◆ Directions: Copy out every line holding the string "owned" from the records below.

═══

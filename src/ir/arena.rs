//! Append-only arenas and key interning
//!
//! [`Arena`] stores owned values addressed by typed ids in allocation order.
//! [`Interner`] maps a lookup key to an id that was allocated elsewhere, so the
//! same key always yields the same id. The IR builder uses one interner for
//! converted C types and another for pointee placeholders.

use std::borrow::Borrow;
use std::collections::HashMap;
use std::hash::Hash;
use std::marker::PhantomData;

use super::ids::ArenaId;
use crate::error::InvariantViolation;

/// Append-only storage addressed by typed ids
#[derive(Debug, Clone)]
pub struct Arena<I, T> {
    slots: Vec<T>,
    _id: PhantomData<I>,
}

impl<I: ArenaId, T> Arena<I, T> {
    /// Create an empty arena
    pub fn new() -> Self {
        Self {
            slots: Vec::new(),
            _id: PhantomData,
        }
    }

    /// Allocate a slot; `build` receives the fresh id so values can record it
    pub fn alloc_with(&mut self, build: impl FnOnce(I) -> T) -> Result<I, InvariantViolation> {
        let id = slot_id(self.slots.len())?;
        self.slots.push(build(id));
        Ok(id)
    }

    /// Look up a value by id
    pub fn get(&self, id: I) -> Option<&T> {
        self.slots.get(id.slot())
    }

    /// Look up a value by id for in-place update
    pub fn get_mut(&mut self, id: I) -> Option<&mut T> {
        self.slots.get_mut(id.slot())
    }

    /// Number of allocated slots
    pub fn len(&self) -> usize {
        self.slots.len()
    }

    /// Whether nothing has been allocated yet
    pub fn is_empty(&self) -> bool {
        self.slots.is_empty()
    }

    /// Values in allocation order
    pub fn iter(&self) -> impl Iterator<Item = &T> {
        self.slots.iter()
    }
}

/// Id for slot `len`, the next one an arena of `len` values hands out
fn slot_id<I: ArenaId>(len: usize) -> Result<I, InvariantViolation> {
    u32::try_from(len)
        .map(I::from_slot)
        .map_err(|_| InvariantViolation::ArenaExhausted { kind: I::KIND, len })
}

impl<I: ArenaId, T> Default for Arena<I, T> {
    fn default() -> Self {
        Self::new()
    }
}

/// Key to id map layered over an arena owned by someone else
#[derive(Debug, Clone)]
pub struct Interner<K, I> {
    map: HashMap<K, I>,
}

impl<K: Hash + Eq, I: ArenaId> Interner<K, I> {
    /// Create an empty interner
    pub fn new() -> Self {
        Self {
            map: HashMap::new(),
        }
    }

    /// Cached id for `key`, if any
    pub fn get<Q>(&self, key: &Q) -> Option<I>
    where
        K: Borrow<Q>,
        Q: Hash + Eq + ?Sized,
    {
        self.map.get(key).copied()
    }

    /// Return the cached id for `key`, or run `make` and cache the id it allocates
    pub fn intern_with<E>(
        &mut self,
        key: K,
        make: impl FnOnce() -> Result<I, E>,
    ) -> Result<I, E> {
        if let Some(id) = self.map.get(&key) {
            return Ok(*id);
        }
        let id = make()?;
        self.map.insert(key, id);
        Ok(id)
    }

    /// Record `id` for `key`, replacing nothing that was already there
    pub fn insert(&mut self, key: K, id: I) -> I {
        *self.map.entry(key).or_insert(id)
    }

    /// Number of interned keys
    pub fn len(&self) -> usize {
        self.map.len()
    }

    /// Whether nothing has been interned
    pub fn is_empty(&self) -> bool {
        self.map.is_empty()
    }
}

impl<K: Hash + Eq, I: ArenaId> Default for Interner<K, I> {
    fn default() -> Self {
        Self::new()
    }
}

═══

◆ Reply:
//! [`Arena`] stores owned values addressed by typed ids in allocation order.
/// Key to id map layered over an arena owned by someone else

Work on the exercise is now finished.